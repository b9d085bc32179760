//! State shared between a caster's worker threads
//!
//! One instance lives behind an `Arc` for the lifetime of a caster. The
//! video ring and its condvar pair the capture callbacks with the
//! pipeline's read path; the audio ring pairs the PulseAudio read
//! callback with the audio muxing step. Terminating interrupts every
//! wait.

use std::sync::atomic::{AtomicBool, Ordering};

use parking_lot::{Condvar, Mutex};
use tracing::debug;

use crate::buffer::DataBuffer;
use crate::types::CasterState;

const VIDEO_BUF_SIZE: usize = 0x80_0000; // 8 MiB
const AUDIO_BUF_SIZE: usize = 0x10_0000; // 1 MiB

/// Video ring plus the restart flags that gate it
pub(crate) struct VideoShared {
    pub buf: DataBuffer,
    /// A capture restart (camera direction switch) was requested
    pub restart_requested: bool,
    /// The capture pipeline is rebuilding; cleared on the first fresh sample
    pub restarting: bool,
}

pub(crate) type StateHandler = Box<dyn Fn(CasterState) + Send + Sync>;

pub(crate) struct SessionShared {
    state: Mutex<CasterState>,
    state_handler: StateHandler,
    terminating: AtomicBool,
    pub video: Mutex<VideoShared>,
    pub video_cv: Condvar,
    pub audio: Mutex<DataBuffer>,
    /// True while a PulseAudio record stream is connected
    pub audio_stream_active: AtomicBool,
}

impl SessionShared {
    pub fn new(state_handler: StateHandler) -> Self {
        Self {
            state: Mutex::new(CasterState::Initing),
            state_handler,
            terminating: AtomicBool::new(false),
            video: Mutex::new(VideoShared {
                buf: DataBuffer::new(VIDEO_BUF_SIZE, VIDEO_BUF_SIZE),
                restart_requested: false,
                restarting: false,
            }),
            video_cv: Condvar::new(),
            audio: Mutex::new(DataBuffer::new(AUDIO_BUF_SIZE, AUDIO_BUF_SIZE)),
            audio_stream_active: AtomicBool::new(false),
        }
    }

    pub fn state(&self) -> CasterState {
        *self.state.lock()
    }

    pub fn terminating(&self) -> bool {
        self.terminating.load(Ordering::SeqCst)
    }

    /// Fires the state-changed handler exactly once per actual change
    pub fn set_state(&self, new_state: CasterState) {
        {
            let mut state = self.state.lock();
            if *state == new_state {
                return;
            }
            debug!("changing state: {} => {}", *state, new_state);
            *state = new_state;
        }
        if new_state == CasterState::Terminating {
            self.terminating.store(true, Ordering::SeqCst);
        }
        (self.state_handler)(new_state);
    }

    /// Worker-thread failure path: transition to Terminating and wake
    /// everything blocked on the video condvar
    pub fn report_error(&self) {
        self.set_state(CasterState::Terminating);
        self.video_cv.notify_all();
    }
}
-=-=-=-=-
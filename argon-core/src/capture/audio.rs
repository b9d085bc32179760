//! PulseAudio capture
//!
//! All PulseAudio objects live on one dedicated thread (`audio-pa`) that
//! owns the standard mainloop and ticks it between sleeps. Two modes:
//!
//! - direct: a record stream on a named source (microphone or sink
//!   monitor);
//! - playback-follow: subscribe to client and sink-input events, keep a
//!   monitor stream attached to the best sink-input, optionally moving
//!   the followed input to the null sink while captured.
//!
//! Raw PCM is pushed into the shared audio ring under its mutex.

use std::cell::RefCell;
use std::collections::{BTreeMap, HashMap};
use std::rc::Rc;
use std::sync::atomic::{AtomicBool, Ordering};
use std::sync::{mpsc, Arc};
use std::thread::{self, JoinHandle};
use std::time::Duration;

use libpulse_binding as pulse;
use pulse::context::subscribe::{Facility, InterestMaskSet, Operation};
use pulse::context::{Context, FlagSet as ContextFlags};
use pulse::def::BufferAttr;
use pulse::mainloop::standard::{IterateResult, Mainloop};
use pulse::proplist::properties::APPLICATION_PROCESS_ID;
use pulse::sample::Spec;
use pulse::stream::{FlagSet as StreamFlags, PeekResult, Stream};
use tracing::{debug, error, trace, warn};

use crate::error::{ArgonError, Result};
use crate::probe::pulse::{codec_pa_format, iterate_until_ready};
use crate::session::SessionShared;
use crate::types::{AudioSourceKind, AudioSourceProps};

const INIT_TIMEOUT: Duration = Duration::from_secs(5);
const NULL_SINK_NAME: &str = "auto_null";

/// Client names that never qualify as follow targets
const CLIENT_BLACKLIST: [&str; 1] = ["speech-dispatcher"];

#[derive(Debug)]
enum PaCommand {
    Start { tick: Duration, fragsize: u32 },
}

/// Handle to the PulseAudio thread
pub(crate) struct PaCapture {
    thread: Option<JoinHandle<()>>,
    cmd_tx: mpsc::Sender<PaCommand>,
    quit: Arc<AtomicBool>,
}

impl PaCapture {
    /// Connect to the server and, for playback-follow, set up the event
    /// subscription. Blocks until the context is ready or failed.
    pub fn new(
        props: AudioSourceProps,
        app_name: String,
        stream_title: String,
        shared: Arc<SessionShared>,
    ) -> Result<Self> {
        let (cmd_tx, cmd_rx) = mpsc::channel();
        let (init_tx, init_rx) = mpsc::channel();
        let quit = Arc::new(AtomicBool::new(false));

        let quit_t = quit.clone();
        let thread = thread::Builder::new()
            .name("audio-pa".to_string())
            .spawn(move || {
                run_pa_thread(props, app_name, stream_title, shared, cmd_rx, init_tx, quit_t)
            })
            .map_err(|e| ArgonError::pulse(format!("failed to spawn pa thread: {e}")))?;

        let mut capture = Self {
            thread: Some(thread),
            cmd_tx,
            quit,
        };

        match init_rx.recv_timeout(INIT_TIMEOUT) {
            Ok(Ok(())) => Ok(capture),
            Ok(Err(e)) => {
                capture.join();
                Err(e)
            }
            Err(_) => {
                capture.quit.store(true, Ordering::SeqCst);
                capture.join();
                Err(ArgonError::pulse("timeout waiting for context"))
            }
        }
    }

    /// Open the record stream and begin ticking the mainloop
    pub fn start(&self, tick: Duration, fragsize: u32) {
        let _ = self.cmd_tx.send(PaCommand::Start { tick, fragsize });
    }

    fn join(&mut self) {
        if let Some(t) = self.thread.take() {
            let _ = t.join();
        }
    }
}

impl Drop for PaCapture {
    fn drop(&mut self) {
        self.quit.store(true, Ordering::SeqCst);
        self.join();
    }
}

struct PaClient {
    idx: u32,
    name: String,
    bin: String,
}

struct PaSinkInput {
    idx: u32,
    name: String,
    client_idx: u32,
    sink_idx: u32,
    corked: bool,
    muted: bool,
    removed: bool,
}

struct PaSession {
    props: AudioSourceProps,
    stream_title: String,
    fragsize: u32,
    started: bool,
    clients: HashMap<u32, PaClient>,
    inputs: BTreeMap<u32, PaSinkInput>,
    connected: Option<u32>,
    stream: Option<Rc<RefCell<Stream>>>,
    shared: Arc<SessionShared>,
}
-=-=-=-=-
TASK REQUIREMENTS:
Wherever the string "path" appears in the data above, report the whole line.

ANSWER BOX:
//! pipeline's read path; the audio ring pairs the PulseAudio read
    /// Worker-thread failure path: transition to Terminating and wake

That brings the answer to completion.